图3 IHC检测各组肿瘤组织中ki67、cv Caspase-3和 Galectin-3的表达量比较注：A.IHC染色各组肿瘤组织ki67、cv Caspase-3和 Galectin-3图；B. 各组肿瘤组织Ki67阳性细胞数比较；C. 各组肿瘤组织cv Caspase-3阳性细胞数比较.*P<0.05;**P<0.01Fig.3 Expression of Ki67, cleaved Caspase-3 (cv Caspase-3) and Galectin-3 by IHCNote: A. Representative images of IHC staining for Ki67, cleaved Caspase-3 (cv Caspase-3) and Galectin-3 on tissue sections from MCP and vehicle-treated T24 xenografts. B.Proliferation index and apoptosis index were quantified by the positive IHC staining forKi67 and cleaved Caspase-3, respectively. Bars represented the mean ± SD.*P<0.05; **P<0.01

3 讨论

本课题首次在体内和体外研究中证明改良性柑橘果胶(MCP)，通过抑制膀胱癌细胞的增殖和诱导细胞凋亡来抑制肿瘤生长。MCP能降低潜在靶点Galectin-3的表达，而Galectin-3在膀胱癌样品中表达过量且预示着较差的预后。作为一种可食用纤维，据报道来自不同植物的果胶均有抑制癌细胞作用[11]。例如，苹果果胶能够诱导人胸腺癌细胞MDA-MB-231体外凋亡，和诱导鼠胸腺癌细胞4T1体内凋亡[12-13]。除了本课题证实的MCP能抑制膀胱癌细胞的增殖，诱导凋亡；MCP还能抑制前列腺癌和直肠癌细胞的侵袭和转移[14-15]。MCP除了对肿瘤细胞有抑制作用，还能够激活NK细胞对癌细胞的杀伤作用和对新生毛细血管的抑制作用[16]。总之，MCP对两种肿瘤细胞都有抑制作用，包括肿瘤微环境中的细胞。

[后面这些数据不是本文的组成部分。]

//! GitLab REST client (`/api/v4`)
//!
//! Projects are addressed by their full path (`group/sub/project`), URL-encoded
//! into a single path segment.

use crate::client::{Auth, Call, ServiceClient, Transport, EXPECT_OK};
use crate::config::{Credentials, Service};
use crate::output::{prefix, Record};
use crate::Result;
use serde::{Deserialize, Serialize};
use serde_json::{json, Value};
use std::sync::Arc;
use tracing::info;

const SHORT_SHA_CHARS: usize = 8;

fn project_path(project: &str) -> String {
    format!("/api/v4/projects/{}", urlencoding::encode(project))
}

#[derive(Debug, Clone, Default, Deserialize)]
#[serde(default)]
struct MergeRequest {
    iid: u64,
    title: String,
    state: String,
    author: Author,
    source_branch: String,
    target_branch: String,
    description: Option<String>,
    web_url: String,
    merge_status: String,
    has_conflicts: bool,
}

#[derive(Debug, Clone, Default, Deserialize)]
#[serde(default)]
struct Author {
    username: String,
}

#[derive(Debug, Clone, Serialize)]
pub struct MergeRequestRecord {
    pub iid: u64,
    pub title: String,
    pub state: String,
    pub author: String,
    pub source_branch: String,
    pub target_branch: String,
    pub web_url: String,
}

impl From<MergeRequest> for MergeRequestRecord {
    fn from(mr: MergeRequest) -> Self {
        Self {
            iid: mr.iid,
            title: mr.title,
            state: mr.state,
            author: mr.author.username,
            source_branch: mr.source_branch,
            target_branch: mr.target_branch,
            web_url: mr.web_url,
        }
    }
}

impl Record for MergeRequestRecord {
    fn key(&self) -> String {
        self.iid.to_string()
    }

    fn summary_line(&self) -> String {
        let mut line = format!("!{}: {} [{}]", self.iid, self.title, self.state);
        if !self.author.is_empty() {
            line.push_str(&format!(" @{}", self.author));
        }
        line
    }
}

#[derive(Debug, Clone, Serialize)]
pub struct MergeRequestDetail {
    #[serde(flatten)]
    pub summary: MergeRequestRecord,
    pub description: String,
    pub merge_status: String,
    pub has_conflicts: bool,
}

impl From<MergeRequest> for MergeRequestDetail {
    fn from(mut mr: MergeRequest) -> Self {
        let description = mr.description.take().unwrap_or_default();
        let merge_status = std::mem::take(&mut mr.merge_status);
        let has_conflicts = mr.has_conflicts;
        Self {
            summary: mr.into(),
            description,
            merge_status,
            has_conflicts,
        }
    }
}

impl Record for MergeRequestDetail {
    fn key(&self) -> String {
        self.summary.key()
    }

    fn summary_line(&self) -> String {
        self.summary.summary_line()
    }
}

#[derive(Debug, Clone, Default, Serialize, Deserialize)]
#[serde(default)]
pub struct Pipeline {
    pub id: u64,
    pub status: String,
    #[serde(rename = "ref")]
    pub git_ref: String,
    pub sha: String,
    pub web_url: String,
}

impl Record for Pipeline {
    fn key(&self) -> String {
        self.id.to_string()
    }

    fn summary_line(&self) -> String {
        format!("#{}: {} [{}]", self.id, self.git_ref, self.status)
    }
}

#[derive(Debug, Clone, Default, Serialize, Deserialize)]
#[serde(default)]
pub struct Job {
    pub id: u64,
    pub name: String,
    pub stage: String,
    pub status: String,
}

impl Record for Job {
    fn key(&self) -> String {
        self.id.to_string()
    }

    fn summary_line(&self) -> String {
        format!("{}/{}: {}", self.stage, self.name, self.status)
    }
}

#[derive(Debug, Clone, Default, Serialize, Deserialize)]
#[serde(default)]
pub struct Branch {
    pub name: String,
    pub merged: bool,
    pub protected: bool,
}

impl Record for Branch {
    fn key(&self) -> String {
        self.name.clone()
    }

    fn summary_line(&self) -> String {
        if self.merged {
            format!("{} (merged)", self.name)
        } else {
            self.name.clone()
        }
    }
}

/// Fields of a new merge request
#[derive(Debug, Clone, Default)]
pub struct NewMergeRequest {
    pub source: String,
    pub target: String,
    pub title: String,
    pub description: String,
}

/// GitLab REST client
pub struct GitLabClient {
    client: ServiceClient,
}

impl GitLabClient {
    pub fn new(client: ServiceClient) -> Self {
        Self { client }
    }

    pub fn connect(credentials: &Credentials, transport: Arc<dyn Transport>) -> Result<Self> {
        Ok(Self::new(ServiceClient::new(
            Service::GitLab,
            credentials.base_url()?,
            Auth::PrivateToken(credentials.secret().to_string()),
            transport,
        )))
    }

    pub async fn current_user(&self) -> Result<Value> {
        self.client.call(Call::get("/api/v4/user")).await
    }

    pub async fn merge_requests(
        &self,
        project: &str,
        state: &str,
        limit: u32,
    ) -> Result<Vec<MergeRequestRecord>> {
        let mrs: Vec<MergeRequest> = self
            .client
            .call_as(
                Call::get(format!("{}/merge_requests", project_path(project)))
                    .query("state", state)
                    .query("per_page", limit),
            )
            .await?;
        Ok(mrs.into_iter().map(MergeRequestRecord::from).collect())
    }

    pub async fn merge_request(&self, project: &str, iid: u64) -> Result<MergeRequestDetail> {
        let mr: MergeRequest = self
            .client
            .call_as(Call::get(format!(
                "{}/merge_requests/{iid}",
                project_path(project)
            )))
            .await?;
        Ok(mr.into())
    }

    pub async fn create_merge_request(
        &self,
        project: &str,
        request: &NewMergeRequest,
    ) -> Result<MergeRequestRecord> {
        info!(project = %project, source = %request.source, target = %request.target, "Creating merge request");
        let mr: MergeRequest = self
            .client
            .call_as(
                Call::post(format!("{}/merge_requests", project_path(project))).json(json!({
                    "source_branch": request.source,
                    "target_branch": request.target,
                    "title": request.title,
                    "description": request.description,
                })),
            )
            .await?;
        Ok(mr.into())
    }

    pub async fn merge(
        &self,
        project: &str,
        iid: u64,
        squash: bool,
        delete_source: bool,
    ) -> Result<()> {
        info!(project = %project, iid, "Merging merge request");
        self.client
            .call(
                Call::put(format!(
                    "{}/merge_requests/{iid}/merge",
                    project_path(project)
                ))
                .json(json!({
                    "squash": squash,
                    "should_remove_source_branch": delete_source,
                }))
                .expect(EXPECT_OK),
            )
            .await?;
        Ok(())
    }

    pub async fn pipelines(
        &self,
        project: &str,
        status: Option<&str>,
        git_ref: Option<&str>,
        limit: u32,
    ) -> Result<Vec<Pipeline>> {
        let pipelines: Vec<Pipeline> = self
            .client
            .call_as(
                Call::get(format!("{}/pipelines", project_path(project)))
                    .query("per_page", limit)
                    .query_opt("status", status)
                    .query_opt("ref", git_ref),
            )
            .await?;
        Ok(pipelines
            .into_iter()
            .map(|mut pipeline| {
                pipeline.sha = prefix(&pipeline.sha, SHORT_SHA_CHARS);
                pipeline
            })
            .collect())
    }

    /// Raw pipeline payload
    pub async fn pipeline(&self, project: &str, pipeline_id: u64) -> Result<Value> {
        self.client
            .call(Call::get(format!(
                "{}/pipelines/{pipeline_id}",
                project_path(project)
            )))
            .await
    }

    pub async fn jobs(
        &self,
        project: &str,
        pipeline_id: u64,
        scope: Option<&str>,
    ) -> Result<Vec<Job>> {
        self.client
            .call_as(
                Call::get(format!(
                    "{}/pipelines/{pipeline_id}/jobs",
                    project_path(project)
                ))
                .query_opt("scope", scope),
            )
            .await
    }

    pub async fn retry_pipeline(&self, project: &str, pipeline_id: u64) -> Result<()> {
        info!(project = %project, pipeline_id, "Retrying pipeline");
        self.client
            .call(Call::post(format!(
                "{}/pipelines/{pipeline_id}/retry",
                project_path(project)
            )))
            .await?;
        Ok(())
    }

    pub async fn branches(&self, project: &str, limit: u32) -> Result<Vec<Branch>> {
        self.client
            .call_as(
                Call::get(format!("{}/repository/branches", project_path(project)))
                    .query("per_page", limit),
            )
            .await
    }
}

#[cfg(test)]
mod tests {
    use super::*;
    use crate::client::mock::MockTransport;
    use crate::client::Method;
    use crate::output::{format_list, Format};

    fn gitlab(transport: Arc<MockTransport>) -> GitLabClient {
        GitLabClient::new(ServiceClient::new(
            Service::GitLab,
            "https://gitlab.com",
            Auth::PrivateToken("glpat-test".into()),
            transport,
        ))
    }

    #[test]
    fn test_project_path_encoding() {
        assert_eq!(
            project_path("group/sub group/app"),
            "/api/v4/projects/group%2Fsub%20group%2Fapp"
        );
    }

    #[tokio::test]
    async fn test_merge_requests() {
        let transport = Arc::new(MockTransport::new().on_json(
            Method::GET,
            "/api/v4/projects/team%2Fapp/merge_requests",
            200,
            json!([
                {"iid": 7, "title": "Add cache", "state": "opened", "author": {"username": "jdoe"},
                 "source_branch": "cache", "target_branch": "main", "web_url": "https://gitlab.com/team/app/-/merge_requests/7"},
                {"iid": 5, "title": "Bump deps", "state": "opened"}
            ]),
        ));
        let client = gitlab(transport.clone());
        let mrs = client.merge_requests("team/app", "opened", 20).await.unwrap();

        assert_eq!(
            format_list(&mrs, Format::Summary).unwrap(),
            "!7: Add cache [opened] @jdoe\n!5: Bump deps [opened]"
        );
        assert_eq!(format_list(&mrs, Format::Ids).unwrap(), "7\n5");
        assert_eq!(
            transport.calls()[0].query,
            vec![
                ("state".to_string(), "opened".to_string()),
                ("per_page".to_string(), "20".to_string())
            ]
        );
    }

    #[tokio::test]
    async fn test_pipelines_short_sha_and_filters() {
        let transport = Arc::new(MockTransport::new().on_json(
            Method::GET,
            "/api/v4/projects/team%2Fapp/pipelines",
            200,
            json!([{"id": 99, "status": "failed", "ref": "main", "sha": "0123456789abcdef", "web_url": ""}]),
        ));
        let client = gitlab(transport.clone());
        let pipelines = client
            .pipelines("team/app", Some("failed"), None, 20)
            .await
            .unwrap();

        assert_eq!(pipelines[0].sha, "01234567");
        assert_eq!(pipelines[0].summary_line(), "#99: main [failed]");
        assert!(transport.calls()[0]
            .query
            .contains(&("status".to_string(), "failed".to_string())));
        assert!(!transport.calls()[0].query.iter().any(|(k, _)| k == "ref"));
    }

    #[tokio::test]
    async fn test_merge_expects_ok() {
        let transport = Arc::new(MockTransport::new().on(
            Method::PUT,
            "/api/v4/projects/team%2Fapp/merge_requests/7/merge",
            405,
            "{\"message\":\"Method Not Allowed\"}",
        ));
        let err = gitlab(transport)
            .merge("team/app", 7, true, false)
            .await
            .unwrap_err();
        assert_eq!(err.to_string(), "405 - {\"message\":\"Method Not Allowed\"}");
    }

    #[test]
    fn test_job_and_branch_lines() {
        let job = Job {
            id: 1,
            name: "unit".into(),
            stage: "test".into(),
            status: "success".into(),
        };
        assert_eq!(job.summary_line(), "test/unit: success");

        let branch = Branch {
            name: "feature".into(),
            merged: true,
            protected: false,
        };
        assert_eq!(branch.summary_line(), "feature (merged)");
    }
}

MCP是一种水溶性柑橘衍生的多糖纤维，富含β-半乳糖残基；MCP的细胞毒性作用是通过结合蛋白Galectin-3或下调Galectin-3[17-18]。Galectin-3是经常在多种肿瘤细胞类型表达，并已知与细胞增殖、细胞生存、细胞黏附和转移相关[19]。总之，我们的数据表明，MCP抑制人膀胱癌细胞体内外增殖与存活。作为一种天然的膳食纤维，MCP是在人膀胱癌的化学预防和化疗药物的一个有吸引力的潜在药物。MCP抑制人膀胱癌生长的具体机制和其他治疗剂的联合治疗可在以后的研究中进一步探讨。